# Floater trip this weekend, anyone else going?



## Absofishingloutely (May 20, 2009)

Me and 3 buddies leaving Friday morning headed to Petronis and surrounding area. 

Anyone have water quality/color report??

26ft Robalo


----------



## amarcafina (Aug 24, 2008)

If I could round up a Crew I'm ready come Friday. I can take up to 5 ??? anyone


----------



## Rigger (Jul 30, 2009)

We ran to the rigs a couple weeks ago, the 20th-21st. We pulled around the petronius and every bait got cut in half by barracuda. Picked up and ran to the can. Spread out and pulled around it marking fishing deep and plenty of blackfin up top. Trolled across to the marlin but nothing happening there. Ran to the ram and found more blackfin. Headed back to the can and put some blackfin in the box, plenty of them around. Lots of sharks too. Just before sun up we had the spread out and working around th can. We boated a 40lb yellowfin and soon after got a 60-70 lb class fish. The wind/waves picked up so we headed for the house. Before it picked up we had solid 50-60 lb class tuna busting. Hope this helps. Good luck.


----------



## Realtor (Oct 1, 2007)

I have an 8 hr trip on Saturday, or I would be looking really hard at going!


----------



## CAPEHORN 31 (Jan 13, 2011)

Will be leaving midday on Friday headed to the floaters. Will be in a 31 Capehorn with Squidtail Lure on the side. Can't miss me. Hiltons is showing beautiful water right now. Deep blue. Other than a full moon, I hope everything comes together for us and you! Will be on 68:thumbup:


----------



## MSViking (Oct 11, 2007)

We are heading our early Saturday, but not sure if we are headed to canyon or rigs as of yet?

Robert


----------



## Absofishingloutely (May 20, 2009)

CAPEHORN 31 said:


> Will be leaving midday on Friday headed to the floaters. Will be in a 31 Capehorn with Squidtail Lure on the side. Can't miss me. Hiltons is showing beautiful water right now. Deep blue. Other than a full moon, I hope everything comes together for us and you!

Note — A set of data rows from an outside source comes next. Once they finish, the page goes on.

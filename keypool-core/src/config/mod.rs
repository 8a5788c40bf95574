//! Gateway configuration, loaded from a TOML file.
//!
//! Every section is optional; missing values take the defaults below. The file is
//! validated once at load time so the rest of the crate can rely on the ranges.

use std::net::SocketAddr;
use std::path::Path;
use std::time::Duration;

use serde::{Deserialize, Serialize};

use crate::error::{Error, ErrorDetails};

pub mod tiers;

pub use tiers::{PriorityTier, TierConfig, TierTable};

#[derive(Clone, Debug, Default, Deserialize, Serialize)]
#[serde(deny_unknown_fields)]
pub struct Config {
    #[serde(default)]
    pub gateway: GatewayConfig,
    #[serde(default)]
    pub bucket_store: BucketStoreConfig,
    #[serde(default)]
    pub token_bucket: TokenBucketConfig,
    #[serde(default)]
    pub selection: SelectionConfig,
    #[serde(default)]
    pub cache: CacheConfig,
    #[serde(default)]
    pub key_records: KeyRecordsConfig,
}

impl Config {
    /// Loads and validates the config file at `path`.
    pub fn load_from_path(path: &Path) -> Result<Self, Error> {
        let contents = std::fs::read_to_string(path).map_err(|e| {
            Error::new(ErrorDetails::Config {
                message: format!("Failed to read config file `{}`: {e}", path.display()),
            })
        })?;
        Self::load_from_str(&contents)
    }

    pub fn load_from_str(contents: &str) -> Result<Self, Error> {
        let config: Config = toml::from_str(contents).map_err(|e| {
            Error::new(ErrorDetails::Config {
                message: format!("Failed to parse config file: {e}"),
            })
        })?;
        config.validate()?;
        Ok(config)
    }

    pub fn validate(&self) -> Result<(), Error> {
        self.bucket_store.validate()?;
        self.token_bucket.validate()?;
        self.selection.validate()?;
        self.cache.validate()?;
        self.key_records.validate()
    }
}

#[derive(Clone, Debug, Default, Deserialize, Serialize)]
#[serde(deny_unknown_fields)]
pub struct GatewayConfig {
    pub bind_address: Option<SocketAddr>,
    #[serde(default)]
    pub debug: bool,
}

impl GatewayConfig {
    pub fn bind_address(&self) -> SocketAddr {
        self.bind_address
            .unwrap_or_else(|| SocketAddr::from(([0, 0, 0, 0], 3000)))
    }
}

#[derive(Clone, Copy, Debug, Default, PartialEq, Eq, Deserialize, Serialize)]
#[serde(rename_all = "snake_case")]
pub enum BucketStoreBackend {
    /// Valkey when `KEYPOOL_VALKEY_URL` is set, otherwise the in-process store
    #[default]
    Auto,
    Valkey,
    Memory,
}

#[derive(Clone, Debug, Deserialize, Serialize)]
#[serde(deny_unknown_fields)]
pub struct BucketStoreConfig {
    #[serde(default)]
    pub backend: BucketStoreBackend,
    #[serde(default = "default_store_timeout_ms")]
    pub timeout_ms: u64,
    #[serde(default = "default_key_prefix")]
    pub key_prefix: String,
    /// Idle buckets expire store-side after this many seconds
    #[serde(default = "default_bucket_ttl_s")]
    pub bucket_ttl_s: u64,
}

fn default_store_timeout_ms() -> u64 {
    250
}

fn default_key_prefix() -> String {
    "keypool".to_string()
}

fn default_bucket_ttl_s() -> u64 {
    3600
}

impl Default for BucketStoreConfig {
    fn default() -> Self {
        Self {
            backend: BucketStoreBackend::default(),
            timeout_ms: default_store_timeout_ms(),
            key_prefix: default_key_prefix(),
            bucket_ttl_s: default_bucket_ttl_s(),
        }
    }
}

impl BucketStoreConfig {
    pub fn timeout(&self) -> Duration {
        Duration::from_millis(self.timeout_ms)
    }

    pub fn bucket_ttl(&self) -> Duration {
        Duration::from_secs(self.bucket_ttl_s)
    }

    fn validate(&self) -> Result<(), Error> {
        check_range("bucket_store.timeout_ms", self.timeout_ms, 10, 10_000)?;
        check_range("bucket_store.bucket_ttl_s", self.bucket_ttl_s, 60, 86_400)?;
        if self.key_prefix.is_empty() || self.key_prefix.contains(char::is_whitespace) {
            return Err(Error::new(ErrorDetails::Config {
                message: format!(
                    "bucket_store.key_prefix must be non-empty and contain no whitespace, got `{}`",
                    self.key_prefix
                ),
            }));
        }
        Ok(())
    }
}

#[derive(Clone, Debug, Deserialize, Serialize)]
#[serde(deny_unknown_fields)]
pub struct TokenBucketConfig {
    #[serde(default = "default_true")]
    pub enabled: bool,
    #[serde(default = "default_true")]
    pub fallback_to_random: bool,
    #[serde(default)]
    pub tiers: TierTable,
    #[serde(default)]
    pub eviction: EvictionConfig,
}

fn default_true() -> bool {
    true
}

impl Default for TokenBucketConfig {
    fn default() -> Self {
        Self {
            enabled: true,
            fallback_to_random: true,
            tiers: TierTable::default(),
            eviction: EvictionConfig::default(),
        }
    }
}

impl TokenBucketConfig {
    fn validate(&self) -> Result<(), Error> {
        self.tiers.validate()?;
        self.eviction.validate()
    }
}

#[derive(Clone, Debug, Deserialize, Serialize)]
#[serde(deny_unknown_fields)]
pub struct EvictionConfig {
    #[serde(default = "default_max_buckets")]
    pub max_buckets: u64,
    #[serde(default = "default_idle_ttl_s")]
    pub idle_ttl_s: u64,
    #[serde(default = "default_eviction_interval_s")]
    pub interval_s: u64,
}

fn default_max_buckets() -> u64 {
    1000
}

fn default_idle_ttl_s() -> u64 {
    3600
}

fn default_eviction_interval_s() -> u64 {
    300
}

impl Default for EvictionConfig {
    fn default() -> Self {
        Self {
            max_buckets: default_max_buckets(),
            idle_ttl_s: default_idle_ttl_s(),
            interval_s: default_eviction_interval_s(),
        }
    }
}

impl EvictionConfig {
    pub fn idle_ttl(&self) -> Duration {
        Duration::from_secs(self.idle_ttl_s)
    }

    pub fn interval(&self) -> Duration {
        Duration::from_secs(self.interval_s)
    }

    fn validate(&self) -> Result<(), Error> {
        check_range(
            "token_bucket.eviction.max_buckets",
            self.max_buckets,
            10,
            10_000,
        )?;
        check_range(
            "token_bucket.eviction.idle_ttl_s",
            self.idle_ttl_s,
            60,
            86_400,
        )?;
        check_range("token_bucket.eviction.interval_s", self.interval_s, 60, 3600)
    }
}

#[derive(Clone, Copy, Debug, Default, PartialEq, Eq, Deserialize, Serialize)]
#[serde(rename_all = "snake_case")]
pub enum SelectionStrategy {
    /// Random draw with probability proportional to remaining tokens
    #[default]
    Weighted,
    /// Always the key with the most remaining tokens, ties broken uniformly
    Greedy,
}

#[derive(Clone, Debug, Deserialize, Serialize)]
#[serde(deny_unknown_fields)]
pub struct SelectionConfig {
    #[serde(default = "default_initial_sample_size")]
    pub initial_sample_size: usize,
    #[serde(default = "default_max_sample_size")]
    pub max_sample_size: usize,
    #[serde(default = "default_sample_growth_factor")]
    pub sample_growth_factor: usize,
    #[serde(default = "default_max_race_retries")]
    pub max_race_retries: usize,
    #[serde(default)]
    pub strategy: SelectionStrategy,
}

fn default_initial_sample_size() -> usize {
    200
}

fn default_max_sample_size() -> usize {
    1000
}

fn default_sample_growth_factor() -> usize {
    2
}

fn default_max_race_retries() -> usize {
    3
}

impl Default for SelectionConfig {
    fn default() -> Self {
        Self {
            initial_sample_size: default_initial_sample_size(),
            max_sample_size: default_max_sample_size(),
            sample_growth_factor: default_sample_growth_factor(),
            max_race_retries: default_max_race_retries(),
            strategy: SelectionStrategy::default(),
        }
    }
}

impl SelectionConfig {
    fn validate(&self) -> Result<(), Error> {
        if self.initial_sample_size == 0 {
            return Err(Error::new(ErrorDetails::Config {
                message: "selection.initial_sample_size must be positive".to_string(),
            }));
        }
        if self.max_sample_size < self.initial_sample_size {
            return Err(Error::new(ErrorDetails::Config {
                message: format!(
                    "selection.max_sample_size ({}) must be at least selection.initial_sample_size ({})",
                    self.max_sample_size, self.initial_sample_size
                ),
            }));
        }
        if self.sample_growth_factor < 2 {
            return Err(Error::new(ErrorDetails::Config {
                message: format!(
                    "selection.sample_growth_factor must be at least 2, got {}",
                    self.sample_growth_factor
                ),
            }));
        }
        Ok(())
    }
}

#[derive(Clone, Debug, Deserialize, Serialize)]
#[serde(deny_unknown_fields)]
pub struct CacheConfig {
    #[serde(default = "default_cache_ttl_ms")]
    pub active_keys_ttl_ms: u64,
    #[serde(default = "default_cache_ttl_ms")]
    pub snapshot_ttl_ms: u64,
    #[serde(default = "default_max_snapshots")]
    pub max_snapshots: u64,
    /// When set, the active-key cache is eagerly reloaded on this interval
    #[serde(default)]
    pub refresh_interval_s: Option<u64>,
}

fn default_cache_ttl_ms() -> u64 {
    5000
}

fn default_max_snapshots() -> u64 {
    10_000
}

impl Default for CacheConfig {
    fn default() -> Self {
        Self {
            active_keys_ttl_ms: default_cache_ttl_ms(),
            snapshot_ttl_ms: default_cache_ttl_ms(),
            max_snapshots: default_max_snapshots(),
            refresh_interval_s: None,
        }
    }
}

impl CacheConfig {
    pub fn active_keys_ttl(&self) -> Duration {
        Duration::from_millis(self.active_keys_ttl_ms)
    }

    pub fn snapshot_ttl(&self) -> Duration {
        Duration::from_millis(self.snapshot_ttl_ms)
    }

    pub fn refresh_interval(&self) -> Option<Duration> {
        self.refresh_interval_s.map(Duration::from_secs)
    }

    fn validate(&self) -> Result<(), Error> {
        check_range("cache.active_keys_ttl_ms", self.active_keys_ttl_ms, 1, 600_000)?;
        check_range("cache.snapshot_ttl_ms", self.snapshot_ttl_ms, 1, 600_000)?;
        if let Some(interval) = self.refresh_interval_s {
            check_range("cache.refresh_interval_s", interval, 1, 3600)?;
        }
        Ok(())
    }
}

#[derive(Clone, Debug, Deserialize, Serialize)]
#[serde(deny_unknown_fields)]
pub struct KeyRecordsConfig {
    /// Upper bound on every key record query, including cache reloads and tier lookups
    #[serde(default = "default_key_records_timeout_ms")]
    pub timeout_ms: u64,
}

fn default_key_records_timeout_ms() -> u64 {
    1000
}

impl Default for KeyRecordsConfig {
    fn default() -> Self {
        Self {
            timeout_ms: default_key_records_timeout_ms(),
        }
    }
}

impl KeyRecordsConfig {
    pub fn timeout(&self) -> Duration {
        Duration::from_millis(self.timeout_ms)
    }

    fn validate(&self) -> Result<(), Error> {
        check_range("key_records.timeout_ms", self.timeout_ms, 10, 30_000)
    }
}

fn check_range(name: &str, value: u64, min: u64, max: u64) -> Result<(), Error> {
    if !(min..=max).contains(&value) {
        return Err(Error::new(ErrorDetails::Config {
            message: format!("{name} must be between {min} and {max}, got {value}"),
        }));
    }
    Ok(())
}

Will be on 68:thumbup:



10-4
Were in Yellow Robalo Absofishinglootely on side CH 68

Good luck see ya out there!!


----------



## Bird of Prey (Nov 2, 2012)

Heading out of P'cola early Saturday morn with a crew of 5. Its gonna be just too nice out to watch football all day! Looks like the canyon for us, seafoam green Jupiter, i will be on 68 as well! Good Luck! btw my first post here, love the communication on this board! I hope I have something to share Sat night!


----------



## MSViking (Oct 11, 2007)

After looking at Hilton's today, we are electing to head towards the spur and just south of there. We will be on 68,72 & 16 "Jacquelyn" give us a shout.


----------



## samoajoe (Dec 28, 2010)

I'm going to try and pick up the leftovers on Sunday, hopefully it stays nice. I have lure that should be "croc proof" that I'm going to put to the test.


----------



## Mullit (Jun 6, 2011)

Headed out of Destin in the am destination DWN, Nakika and surrounding rigs. We will be on 16/68 Soul Candy!


----------